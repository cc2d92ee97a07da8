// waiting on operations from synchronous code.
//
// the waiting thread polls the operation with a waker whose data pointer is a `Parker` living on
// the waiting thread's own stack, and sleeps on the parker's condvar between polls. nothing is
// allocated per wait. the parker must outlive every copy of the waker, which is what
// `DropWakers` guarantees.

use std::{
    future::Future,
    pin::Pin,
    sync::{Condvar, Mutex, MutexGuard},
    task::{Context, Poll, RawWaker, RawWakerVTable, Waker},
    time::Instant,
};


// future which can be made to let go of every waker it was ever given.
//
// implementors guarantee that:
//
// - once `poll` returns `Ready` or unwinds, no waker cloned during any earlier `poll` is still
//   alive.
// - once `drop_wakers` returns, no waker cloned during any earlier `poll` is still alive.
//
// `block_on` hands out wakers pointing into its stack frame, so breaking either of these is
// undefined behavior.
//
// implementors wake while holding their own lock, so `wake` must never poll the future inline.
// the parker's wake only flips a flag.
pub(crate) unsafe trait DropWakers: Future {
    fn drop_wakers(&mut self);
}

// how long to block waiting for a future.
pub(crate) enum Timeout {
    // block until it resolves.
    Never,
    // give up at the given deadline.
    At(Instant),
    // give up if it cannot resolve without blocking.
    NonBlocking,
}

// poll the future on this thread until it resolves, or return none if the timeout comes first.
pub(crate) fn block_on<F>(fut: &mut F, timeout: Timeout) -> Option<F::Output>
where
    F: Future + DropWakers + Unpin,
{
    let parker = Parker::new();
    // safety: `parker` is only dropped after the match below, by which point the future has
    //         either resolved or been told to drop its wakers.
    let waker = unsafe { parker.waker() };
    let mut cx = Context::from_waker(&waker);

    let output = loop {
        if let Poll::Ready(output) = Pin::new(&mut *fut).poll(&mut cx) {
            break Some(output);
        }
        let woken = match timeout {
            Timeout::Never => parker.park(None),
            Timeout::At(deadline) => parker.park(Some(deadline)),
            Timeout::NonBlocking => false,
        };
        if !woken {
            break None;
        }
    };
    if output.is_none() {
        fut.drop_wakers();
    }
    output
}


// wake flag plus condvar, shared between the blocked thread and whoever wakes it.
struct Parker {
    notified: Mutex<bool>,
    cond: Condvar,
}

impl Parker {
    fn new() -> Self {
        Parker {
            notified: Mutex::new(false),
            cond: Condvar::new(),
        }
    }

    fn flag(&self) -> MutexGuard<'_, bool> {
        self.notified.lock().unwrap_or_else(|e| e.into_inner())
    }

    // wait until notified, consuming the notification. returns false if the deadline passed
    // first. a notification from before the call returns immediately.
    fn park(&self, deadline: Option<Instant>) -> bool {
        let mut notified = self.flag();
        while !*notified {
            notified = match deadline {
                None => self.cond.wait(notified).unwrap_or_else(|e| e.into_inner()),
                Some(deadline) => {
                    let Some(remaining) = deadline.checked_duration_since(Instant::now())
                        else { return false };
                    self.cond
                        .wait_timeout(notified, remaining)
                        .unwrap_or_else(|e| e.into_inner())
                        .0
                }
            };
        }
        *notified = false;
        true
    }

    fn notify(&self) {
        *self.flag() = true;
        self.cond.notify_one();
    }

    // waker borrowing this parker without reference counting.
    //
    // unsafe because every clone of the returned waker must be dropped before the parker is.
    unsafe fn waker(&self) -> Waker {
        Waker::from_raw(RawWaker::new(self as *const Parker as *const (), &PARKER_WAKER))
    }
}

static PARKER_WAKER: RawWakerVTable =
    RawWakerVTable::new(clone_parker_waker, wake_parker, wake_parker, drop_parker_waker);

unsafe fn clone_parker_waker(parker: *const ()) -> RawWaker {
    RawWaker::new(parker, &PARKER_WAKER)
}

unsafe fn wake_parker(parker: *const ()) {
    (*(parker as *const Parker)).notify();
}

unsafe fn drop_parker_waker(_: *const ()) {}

★ ★ ★ ★

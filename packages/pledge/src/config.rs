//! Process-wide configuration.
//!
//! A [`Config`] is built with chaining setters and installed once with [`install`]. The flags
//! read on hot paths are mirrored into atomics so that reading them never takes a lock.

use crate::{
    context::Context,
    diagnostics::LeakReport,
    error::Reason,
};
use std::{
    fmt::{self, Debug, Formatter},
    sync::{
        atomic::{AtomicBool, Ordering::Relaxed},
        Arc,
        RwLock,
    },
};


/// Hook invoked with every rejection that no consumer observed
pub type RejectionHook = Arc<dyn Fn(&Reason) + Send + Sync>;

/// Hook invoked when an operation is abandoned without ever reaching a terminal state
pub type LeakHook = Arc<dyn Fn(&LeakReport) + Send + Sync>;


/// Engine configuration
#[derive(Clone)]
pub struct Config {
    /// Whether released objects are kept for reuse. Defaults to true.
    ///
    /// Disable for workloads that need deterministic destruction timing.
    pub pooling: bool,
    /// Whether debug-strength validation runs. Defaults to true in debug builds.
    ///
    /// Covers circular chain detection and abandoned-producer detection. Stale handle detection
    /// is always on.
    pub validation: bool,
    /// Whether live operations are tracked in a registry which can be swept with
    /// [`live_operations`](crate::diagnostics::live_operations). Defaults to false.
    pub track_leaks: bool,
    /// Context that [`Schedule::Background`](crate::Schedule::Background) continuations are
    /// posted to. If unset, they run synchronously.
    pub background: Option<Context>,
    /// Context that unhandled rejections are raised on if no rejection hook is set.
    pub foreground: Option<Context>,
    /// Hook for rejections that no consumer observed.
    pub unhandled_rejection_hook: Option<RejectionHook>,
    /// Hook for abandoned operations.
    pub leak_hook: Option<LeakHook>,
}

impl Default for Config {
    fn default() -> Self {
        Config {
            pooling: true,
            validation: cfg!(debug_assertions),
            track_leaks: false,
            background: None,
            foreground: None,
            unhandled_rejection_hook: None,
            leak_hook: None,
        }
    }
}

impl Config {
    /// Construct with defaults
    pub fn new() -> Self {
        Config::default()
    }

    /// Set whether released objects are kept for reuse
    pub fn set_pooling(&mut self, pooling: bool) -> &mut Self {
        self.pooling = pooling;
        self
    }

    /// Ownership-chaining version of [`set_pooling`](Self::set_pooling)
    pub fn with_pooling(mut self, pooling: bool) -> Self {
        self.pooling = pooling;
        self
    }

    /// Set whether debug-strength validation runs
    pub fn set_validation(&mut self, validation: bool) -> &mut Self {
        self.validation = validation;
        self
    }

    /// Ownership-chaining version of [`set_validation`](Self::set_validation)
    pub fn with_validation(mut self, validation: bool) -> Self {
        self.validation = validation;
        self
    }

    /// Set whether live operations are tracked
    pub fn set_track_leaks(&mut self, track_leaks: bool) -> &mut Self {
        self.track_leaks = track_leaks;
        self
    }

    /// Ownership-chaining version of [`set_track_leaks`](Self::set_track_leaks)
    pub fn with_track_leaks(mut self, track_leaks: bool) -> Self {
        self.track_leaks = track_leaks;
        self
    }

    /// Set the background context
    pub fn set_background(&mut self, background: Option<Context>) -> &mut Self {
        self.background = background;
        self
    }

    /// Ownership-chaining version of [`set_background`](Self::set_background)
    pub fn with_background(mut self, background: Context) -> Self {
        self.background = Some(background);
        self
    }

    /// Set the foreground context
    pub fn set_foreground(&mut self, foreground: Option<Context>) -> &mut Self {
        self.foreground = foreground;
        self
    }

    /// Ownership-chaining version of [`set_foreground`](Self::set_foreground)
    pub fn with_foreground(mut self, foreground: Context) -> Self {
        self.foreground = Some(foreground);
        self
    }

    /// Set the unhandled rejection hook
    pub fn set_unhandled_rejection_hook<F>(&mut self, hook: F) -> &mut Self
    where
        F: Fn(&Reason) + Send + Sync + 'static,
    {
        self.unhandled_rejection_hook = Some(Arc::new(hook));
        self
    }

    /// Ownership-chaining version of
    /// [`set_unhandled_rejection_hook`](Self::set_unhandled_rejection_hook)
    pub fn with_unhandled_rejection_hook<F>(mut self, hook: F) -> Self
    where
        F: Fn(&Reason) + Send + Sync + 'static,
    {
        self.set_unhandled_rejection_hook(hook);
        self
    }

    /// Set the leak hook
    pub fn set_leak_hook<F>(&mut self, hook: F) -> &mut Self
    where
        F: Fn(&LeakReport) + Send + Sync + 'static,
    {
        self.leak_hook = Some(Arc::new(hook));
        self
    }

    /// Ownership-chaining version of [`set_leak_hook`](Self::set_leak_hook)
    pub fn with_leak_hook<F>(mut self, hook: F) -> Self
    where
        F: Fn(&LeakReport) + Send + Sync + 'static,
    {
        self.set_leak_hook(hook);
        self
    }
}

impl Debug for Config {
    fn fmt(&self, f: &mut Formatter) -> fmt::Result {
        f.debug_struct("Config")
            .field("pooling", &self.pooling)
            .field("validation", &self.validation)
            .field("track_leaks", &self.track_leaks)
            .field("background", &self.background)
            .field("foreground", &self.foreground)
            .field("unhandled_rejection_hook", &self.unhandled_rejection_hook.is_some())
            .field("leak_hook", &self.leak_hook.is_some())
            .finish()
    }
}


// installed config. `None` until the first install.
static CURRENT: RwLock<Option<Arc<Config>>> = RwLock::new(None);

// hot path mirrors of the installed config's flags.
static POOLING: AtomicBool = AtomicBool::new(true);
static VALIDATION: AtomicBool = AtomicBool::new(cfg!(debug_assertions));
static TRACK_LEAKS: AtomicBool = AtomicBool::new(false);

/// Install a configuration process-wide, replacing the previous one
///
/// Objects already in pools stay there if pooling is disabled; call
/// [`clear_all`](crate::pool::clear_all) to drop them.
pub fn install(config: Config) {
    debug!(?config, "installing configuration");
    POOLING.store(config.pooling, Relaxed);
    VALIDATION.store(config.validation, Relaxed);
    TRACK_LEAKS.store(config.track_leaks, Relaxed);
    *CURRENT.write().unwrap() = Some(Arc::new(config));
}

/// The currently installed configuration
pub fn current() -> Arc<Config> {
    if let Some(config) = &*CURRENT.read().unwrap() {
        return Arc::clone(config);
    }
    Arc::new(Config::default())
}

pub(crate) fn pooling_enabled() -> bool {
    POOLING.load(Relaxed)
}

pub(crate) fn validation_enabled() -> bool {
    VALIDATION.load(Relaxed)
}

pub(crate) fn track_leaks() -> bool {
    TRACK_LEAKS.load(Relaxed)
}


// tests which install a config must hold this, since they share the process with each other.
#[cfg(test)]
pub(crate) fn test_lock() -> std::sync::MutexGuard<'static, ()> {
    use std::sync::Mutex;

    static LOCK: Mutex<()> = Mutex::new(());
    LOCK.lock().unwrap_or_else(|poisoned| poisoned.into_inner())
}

★ ★ ★ ★

▶ [ABOUT THIS TASK]:
Each line containing the word "implementors" must be pulled from the listing and copied.

▶ [TASK SOLUTION]:
// implementors guarantee that:
// implementors wake while holding their own lock, so `wake` must never poll the future inline.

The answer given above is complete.